My fiance, Keith, is about as clueless about wedding planning as I am about putting an engine together. Just last week, I found this wonderful site that lines out to guys exactly what they're expected to do for the wedding - and when - in words they can understand and relate to. Check it out - it's http://www.theplunge.com. If only I'd discovered it months ago, I might have had a little help!
If we’d have been smart, we’d have run away long ago.
In all fairness, Keith Balleck, my fiance, tried to convince me of such. But I was having none of it.
I needed the extravagant party with near strangers.
I needed the overly poofy gown that made me resemble a lopsided marshmallow.
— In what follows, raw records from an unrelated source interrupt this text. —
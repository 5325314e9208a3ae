//! SurrealDB implementation of [`PackageRepository`].

use chrono::{DateTime, Utc};
use clinica_core::error::ClinicaResult;
use clinica_core::models::package::{CreatePackage, Package, PackageFeatures, PackageLimits};
use clinica_core::repository::{PackageRepository, PaginatedResult, Pagination};
use surrealdb::{Connection, Surreal};
use surrealdb_types::SurrealValue;
use uuid::Uuid;

use crate::error::DbError;

#[derive(Debug, Clone, SurrealValue)]
struct LimitsRow {
    doctors: Option<u32>,
    receptionists: Option<u32>,
    consultorios: Option<u32>,
}

impl From<PackageLimits> for LimitsRow {
    fn from(l: PackageLimits) -> Self {
        Self {
            doctors: l.doctors,
            receptionists: l.receptionists,
            consultorios: l.consultorios,
        }
    }
}

impl From<LimitsRow> for PackageLimits {
    fn from(l: LimitsRow) -> Self {
        Self {
            doctors: l.doctors,
            receptionists: l.receptionists,
            consultorios: l.consultorios,
        }
    }
}

#[derive(Debug, Clone, SurrealValue)]
struct FeaturesRow {
    document_upload: bool,
    image_upload: bool,
    advanced_reports: bool,
    integrations: bool,
    priority_support: bool,
}

impl From<PackageFeatures> for FeaturesRow {
    fn from(f: PackageFeatures) -> Self {
        Self {
            document_upload: f.document_upload,
            image_upload: f.image_upload,
            advanced_reports: f.advanced_reports,
            integrations: f.integrations,
            priority_support: f.priority_support,
        }
    }
}

impl From<FeaturesRow> for PackageFeatures {
    fn from(f: FeaturesRow) -> Self {
        Self {
            document_upload: f.document_upload,
            image_upload: f.image_upload,
            advanced_reports: f.advanced_reports,
            integrations: f.integrations,
            priority_support: f.priority_support,
        }
    }
}

/// DB-side row struct for queries where the UUID is already known.
#[derive(Debug, SurrealValue)]
struct PackageRow {
    name: String,
    display_name: String,
    limits: LimitsRow,
    features: FeaturesRow,
    created_at: DateTime<Utc>,
    updated_at: DateTime<Utc>,
}

/// DB-side row struct that includes the record ID via `meta::id(id)`.
#[derive(Debug, SurrealValue)]
struct PackageRowWithId {
    record_id: String,
    name: String,
    display_name: String,
    limits: LimitsRow,
    features: FeaturesRow,
    created_at: DateTime<Utc>,
    updated_at: DateTime<Utc>,
}

impl PackageRow {
    fn into_package(self, id: Uuid) -> Package {
        Package {
            id,
            name: self.name,
            display_name: self.display_name,
            limits: self.limits.into(),
            features: self.features.into(),
            created_at: self.created_at,
            updated_at: self.updated_at,
        }
    }
}

impl PackageRowWithId {
    fn try_into_package(self) -> Result<Package, DbError> {
        let id = Uuid::parse_str(&self.record_id)
            .map_err(|e| DbError::Decode(format!("invalid UUID: {e}")))?;
        Ok(PackageRow {
            name: self.name,
            display_name: self.display_name,
            limits: self.limits,
            features: self.features,
            created_at: self.created_at,
            updated_at: self.updated_at,
        }
        .into_package(id))
    }
}

/// Row struct for count queries.
#[derive(Debug, SurrealValue)]
struct CountRow {
    total: u64,
}

/// SurrealDB implementation of the Package repository.
#[derive(Clone)]
pub struct SurrealPackageRepository<C: Connection> {
    db: Surreal<C>,
}

impl<C: Connection> SurrealPackageRepository<C> {
    pub fn new(db: Surreal<C>) -> Self {
        Self { db }
    }
}

impl<C: Connection> PackageRepository for SurrealPackageRepository<C> {
    async fn create(&self, input: CreatePackage) -> ClinicaResult<Package> {
        let id = Uuid::new_v4();
        let id_str = id.to_string();

        let result = self
            .db
            .query(
                "CREATE type::record('package', $id) SET \
                 name = $name, display_name = $display_name, \
                 limits = $limits, features = $features",
            )
            .bind(("id", id_str.clone()))
            .bind(("name", input.name))
            .bind(("display_name", input.display_name))
            .bind(("limits", LimitsRow::from(input.limits)))
            .bind(("features", FeaturesRow::from(input.features)))
            .await
            .map_err(DbError::from)?;

        let mut result = result.check().map_err(|e| DbError::Query(e.to_string()))?;

        let rows: Vec<PackageRow> = result.take(0).map_err(DbError::from)?;
        let row = rows.into_iter().next().ok_or_else(|| DbError::NotFound {
            entity: "package".into(),
            id: id_str,
        })?;

        Ok(row.into_package(id))
    }

    async fn find_by_name(&self, name: &str) -> ClinicaResult<Package> {
        let mut result = self
            .db
            .query(
                "SELECT meta::id(id) AS record_id, * FROM package \
                 WHERE name = $name",
            )
            .bind(("name", name.to_string()))
            .await
            .map_err(DbError::from)?;

        let rows: Vec<PackageRowWithId> = result.take(0).map_err(DbError::from)?;
        let row = rows.into_iter().next().ok_or_else(|| DbError::NotFound {
            entity: "package".into(),
            id: format!("name={name}"),
        })?;

        Ok(row.try_into_package()?)
    }

    async fn update_features(
        &self,
        name: &str,
        features: PackageFeatures,
    ) -> ClinicaResult<Package> {
        let result = self
            .db
            .query(
                "UPDATE package SET \
                 features = $features, updated_at = time::now() \
                 WHERE name = $name",
            )
            .bind(("name", name.to_string()))
            .bind(("features", FeaturesRow::from(features)))
            .await
            .map_err(DbError::from)?;

        result.check().map_err(|e| DbError::Query(e.to_string()))?;

        self.find_by_name(name).await
    }

    async fn list(&self, pagination: Pagination) -> ClinicaResult<PaginatedResult<Package>> {
        let mut count_result = self
            .db
            .query("SELECT count() AS total FROM package GROUP ALL")
            .await
            .map_err(DbError::from)?;
        let count_rows: Vec<CountRow> = count_result.take(0).map_err(DbError::from)?;
        let total = count_rows.first().map(|r| r.total).unwrap_or(0);

        let mut result = self
            .db
            .query(
                "SELECT meta::id(id) AS record_id, * FROM package \
                 ORDER BY name ASC \
                 LIMIT $limit START $offset",
            )
            .bind(("limit", pagination.limit))
            .bind(("offset", pagination.offset))
            .await
            .map_err(DbError::from)?;

        let rows: Vec<PackageRowWithId> = result.take(0).map_err(DbError::from)?;

        let items = rows
            .into_iter()
            .map(|row| row.try_into_package())
            .collect::<Result<Vec<_>, DbError>>()?;

        Ok(PaginatedResult {
            items,
            total,
            offset: pagination.offset,
            limit: pagination.limit,
        })
    }
}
I needed the grand entrance with paparazzi-esque flashes and endless “ooos” and “ahhs.”
And I’m getting it all – minus the marshmallow part – in 3 1/2 weeks, or 24 days, 9 hours, 27 minutes, depending on when you’re reading, of course.
All of it and more. I’m getting married.
Drama, drama, drama
I’m above the drama, I thought, soon after Keith and I became engaged last September. Now, just weeks from the “big day,” I’m not so sure. There must be plenty of women who can relate, right? Now, at the dawn of the “wedding season” – the months when most weddings nationwide take place – others must be feeling this way, too.
There are shows about Bridezillas and the men they annoy. I could never be like that. But I have been. Just ask my poor mom, 1,400 miles away, planning the wedding for me while I scream into the phone.
It might have helped if I’d had some vague concept of what I wanted my wedding to be like. Rewind to when I was 9 and tell me to dream about it more.
But after going through some possibilities that appealed more to my simple fiance’s taste – a barn wedding, a tent wedding in my parents’ backyard – I inadvertently fell in love with a marble-floored, chandelier-ceilinged historic hotel that recently had been renovated into a public library and banquet rental space. We were sunk.
Keith reluctantly agreed, and it’s been downhill ever since.
Tears, tears, tears
With a ceremony and reception site so lavish, you can’t skimp on anything. Not the food – we went with a green sauce-covered tilapia paired with a steak of some sort. Not the alcohol – we have a fully-stocked open bar that’s even open before the ceremony. Not the flowers – the estimate was more than $1,000, for flowers.
And certainly, most certainly, not the dress.
It didn’t really take me long to find my dress. And even less time to determine I didn’t want a marshmallowy ball gown, as noted earlier. I ended up choosing a lovely, simple ivory strapless pick-up-skirted gown. I couldn’t have been happier. Until it came in.
The zipper wouldn’t even make it halfway up my back and the fabric was stiff and get-it-off-of-me-now itchy. I spent that evening crying into Keith’s lap. I spent the next few days conversing with my mom and the dress shop ever so pleasantly over the phone. I was stuck with the dress.
Luckily, a skilled seamstress back home in Ohio – actually my 4-H leader who taught me how to sew – was able to fix it. I found a photo of a designer dress I could have never afforded otherwise, and like magic, she made it happen using the dress I already had. Crisis diverted. Onto the next one.
Details, details, details
I’ve started to find, now as the wedding nears, that I just don’t – rather, can’t – care any more. I’m just not able.
After spending hundreds of dollars on a stunning tuxedo for Keith – one that he’ll likely never get hundreds of dollars worth of wear out of – I feel numb to it all.
What song should play during the bouquet toss? We have to choose a song?
What color should the napkins be? Surprise me.
Where should the punch bowl be? Really? Really?
Other details I’ve become consumed by – programs, rehearsal dinners, morning-after brunches – are ones that seem rather foreign here in Craig America. As my soon-to-be mother-in-law informs me, those must be “back East” things. So are they really necessary? Depends on who you ask.
Keep it simple, stupid. I wish someone had bonked me on the head, like in the V8 commercials, and said this to me at the beginning of the engagement. Weddings can easily get out of hand, and brides can easily get overwhelmed.
And so it goes.
I’ve heard the advice that on your wedding day “to be yourself.” It’s good advice. Take it. It’s hard to avoid the intricacies of what a wedding is supposed to be, and we all get caught up in some of the fancy details that make for a good party or pretty pictures.
I’ve found solace in that Keith and I early on pinned down what matters most to us and made sure we stayed focused on those aspects of the wedding – having his longtime friend officiate the ceremony, including his son in the vows and truly focusing on our families and the family we are creating.
Even through the delicately iced cupcakes, multitudes of hair trials and late nights of printing, folding, stapling, licking and sticking invitations, I can still see what matters most. And when that day comes, he’ll be standing right next to me, holding my perfectly manicured hand.